Revisiting Inference for ARMA Models: Improved Fits and Superior Confidence Intervals
Jesse Wheeler, Edward L. Ionides

TL;DR
This paper introduces a new random initialization algorithm for ARMA models that improves parameter estimation and confidence intervals, addressing limitations of existing likelihood maximization methods.
Contribution
It presents a novel algorithm for ARMA likelihood optimization and demonstrates that profile likelihoods yield better confidence intervals than Fisher-based methods.
Findings
The new algorithm overcomes local optima in ARMA likelihood estimation.
Profile likelihoods provide more accurate confidence intervals.

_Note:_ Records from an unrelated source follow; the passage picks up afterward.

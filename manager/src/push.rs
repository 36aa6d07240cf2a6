//! Push permission and registration token lifecycle.
//!
//! Sole owner of the permission mirror and the cached registration
//! token. Transport failures never propagate to callers; every path
//! degrades to a null result with a logged diagnostic.

use std::sync::Arc;

use chrono::Utc;
use manager_db::Database;
use manager_db::tokens::PushToken;
use push_client::{
    AppCredentials, ForegroundStream, PermissionState, PushError, PushTransport,
};
use tokio::sync::{RwLock, broadcast};

use crate::events;

pub struct PushManager {
    transport: Arc<dyn PushTransport>,
    db: Database,
    ws_tx: broadcast::Sender<String>,
    credentials: AppCredentials,
    topic: String,
    permission: RwLock<PermissionState>,
    token: RwLock<Option<String>>,
}

impl PushManager {
    /// Create the manager, restoring a previously cached token.
    pub fn new(
        transport: Arc<dyn PushTransport>,
        db: Database,
        ws_tx: broadcast::Sender<String>,
        credentials: AppCredentials,
        topic: String,
    ) -> Self {
        let token = match db.get_latest_push_token() {
            Ok(stored) => stored.map(|t| t.token),
            Err(e) => {
                tracing::warn!(error = %e, "Failed to load cached push token");
                None
            }
        };

        Self {
            transport,
            db,
            ws_tx,
            credentials,
            topic,
            permission: RwLock::new(PermissionState::Default),
            token: RwLock::new(token),
        }
    }

    pub fn topic(&self) -> &str {
        &self.topic
    }

    /// Last mirrored permission value, without a transport round-trip.
    pub async fn permission(&self) -> PermissionState {
        *self.permission.read().await
    }

    /// Read the live platform permission value and refresh the mirror.
    ///
    /// The platform state can change outside this process (device
    /// settings), so callers re-read instead of caching indefinitely.
    pub async fn current_permission(&self) -> PermissionState {
        match self.transport.permission().await {
            Ok(p) => {
                self.set_permission(p).await;
                p
            }
            Err(e) => {
                tracing::warn!(error = %e, "Failed to read live permission state");
                *self.permission.read().await
            }
        }
    }

    /// Last cached registration token, if any.
    pub async fn stored_token(&self) -> Option<String> {
        self.token.read().await.clone()
    }

    /// Request notification permission and, if granted, obtain and
    /// cache a registration token.
    ///
    /// `denied` is sticky: no prompt and no token fetch happen once the
    /// user has declined. Returns `None` on denial and on any transport
    /// failure.
    pub async fn request_permission(&self) -> Option<String> {
        if self.current_permission().await == PermissionState::Denied {
            tracing::info!("Notification permission denied; not prompting");
            return None;
        }

        let state = match self.transport.request_permission().await {
            Ok(s) => s,
            Err(PushError::Unsupported) => {
                tracing::warn!("Push messaging not supported; cannot request permission");
                return None;
            }
            Err(e) => {
                tracing::error!(error = %e, "Permission request failed");
                return None;
            }
        };
        self.set_permission(state).await;

        if state != PermissionState::Granted {
            tracing::info!(state = state.as_str(), "Notification permission not granted");
            return None;
        }

        let token = match self.transport.fetch_token(&self.credentials).await {
            Ok(t) => t,
            Err(PushError::Unsupported) => {
                tracing::warn!("Push messaging not supported; no registration token");
                return None;
            }
            Err(e) => {
                tracing::error!(error = %e, "Registration token fetch failed");
                return None;
            }
        };

        self.cache_token(&token).await;

        if self.ensure_subscribed(&self.topic).await {
            tracing::info!(topic = %self.topic, "Subscribed to push topic");
        }

        Some(token)
    }

    /// Re-affirm the token/topic association. Idempotent; true when the
    /// association currently holds.
    pub async fn ensure_subscribed(&self, topic: &str) -> bool {
        let Some(token) = self.stored_token().await else {
            return false;
        };
        if self.permission().await != PermissionState::Granted {
            return false;
        }
        match self.transport.subscribe_topic(&token, topic).await {
            Ok(()) => true,
            Err(e) => {
                tracing::warn!(error = %e, topic, "Topic subscription failed");
                false
            }
        }
    }

    /// Startup path: with a stored token and granted permission,
    /// re-affirm the topic subscription.
    pub async fn bootstrap(&self) {
        if self.current_permission().await != PermissionState::Granted {
            return;
        }
        if self.stored_token().await.is_none() {
            return;
        }
        if self.ensure_subscribed(&self.topic).await {
            tracing::info!("Using stored registration token for push delivery");
        }
    }

    /// Open the foreground message stream with the stored token.
    pub async fn open_foreground(&self) -> Result<Option<ForegroundStream>, PushError> {
        let Some(token) = self.stored_token().await else {
            return Ok(None);
        };
        Ok(Some(self.transport.foreground_stream(&token).await?))
    }

    async fn set_permission(&self, state: PermissionState) {
        let mut guard = self.permission.write().await;
        if *guard != state {
            *guard = state;
            let payload = events::PermissionPayload {
                permission: state.as_str(),
            };
            let _ = self
                .ws_tx
                .send(events::envelope(events::PERMISSION_CHANGED, payload));
        }
    }

    async fn cache_token(&self, token: &str) {
        *self.token.write().await = Some(token.to_string());
        let record = PushToken {
            token: token.to_string(),
            topic: Some(self.topic.clone()),
            issued_at: Utc::now().timestamp(),
        };
        if let Err(e) = self.db.save_push_token(&record) {
            tracing::warn!(error = %e, "Failed to persist push token");
        }
    }
}

#[cfg(test)]
mod tests {
    use super::*;
    use crate::app::test_support::StubTransport;

    fn manager(transport: Arc<StubTransport>) -> PushManager {
        let (ws_tx, _) = broadcast::channel(16);
        PushManager::new(
            transport,
            Database::open_in_memory().unwrap(),
            ws_tx,
            AppCredentials {
                api_key: "key".into(),
                sender_id: "sender".into(),
                app_id: "app".into(),
                vapid_key: "vapid".into(),
            },
            "messages".into(),
        )
    }

    #[tokio::test]
    async fn denied_permission_skips_prompt_and_token_fetch() {
        let transport = Arc::new(StubTransport::with_permission(PermissionState::Denied));
        let mgr = manager(transport.clone());

        assert!(mgr.request_permission().await.is_none());
        assert_eq!(transport.prompt_calls(), 0);
        assert_eq!(transport.fetch_calls(), 0);
    }

    #[tokio::test]
    async fn granted_permission_fetches_and_caches_token() {
        let transport = Arc::new(StubTransport::granting("tok-1"));
        let mgr = manager(transport.clone());

        let token = mgr.request_permission().await;
        assert_eq!(token.as_deref(), Some("tok-1"));
        assert_eq!(transport.fetch_calls(), 1);
        assert_eq!(mgr.stored_token().await.as_deref(), Some("tok-1"));
        assert_eq!(mgr.permission().await, PermissionState::Granted);

        // Token persisted for the next session
        let stored = mgr.db.get_latest_push_token().unwrap().unwrap();
        assert_eq!(stored.token, "tok-1");
    }

    #[tokio::test]
    async fn prompt_dismissed_returns_none_without_fetch() {
        let transport = Arc::new(StubTransport::with_permission(PermissionState::Default));
        let mgr = manager(transport.clone());

        assert!(mgr.request_permission().await.is_none());
        assert_eq!(transport.prompt_calls(), 1);
        assert_eq!(transport.fetch_calls(), 0);
    }

    #[tokio::test]
    async fn token_fetch_failure_maps_to_none() {
        let transport = Arc::new(StubTransport::granting_with_fetch_error());
        let mgr = manager(transport.clone());

        assert!(mgr.request_permission().await.is_none());
        assert_eq!(transport.fetch_calls(), 1);
        assert!(mgr.stored_token().await.is_none());
    }

    #[tokio::test]
    async fn ensure_subscribed_requires_token_and_grant() {
        let transport = Arc::new(StubTransport::granting("tok-1"));
        let mgr = manager(transport.clone());

        // No token yet
        assert!(!mgr.ensure_subscribed("messages").await);

        mgr.request_permission().await;
        assert!(mgr.ensure_subscribed("messages").await);
        // Repeated association is not an error
        assert!(mgr.ensure_subscribed("messages").await);
    }
}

Method improves ARMA model fitting in practical applications.
Abstract
Autoregressive moving average (ARMA) models are widely used for analyzing time series data. However, standard likelihood-based inference methodology for ARMA models has avoidable limitations. We show that currently accepted standards for ARMA likelihood maximization frequently lead to sub-optimal parameter estimates. Existing algorithms have theoretical support, but can result in parameter estimates that correspond to a local optimum. While this possibility has been previously identified, it remains unknown to most users, and no routinely applicable algorithm has been developed to resolve the issue. We introduce a novel random initialization algorithm, designed to take advantage of the structure of the ARMA likelihood function, which overcomes these optimization problems. Additionally, we show that profile likelihoods provide superior confidence intervals to those based on the Fisher…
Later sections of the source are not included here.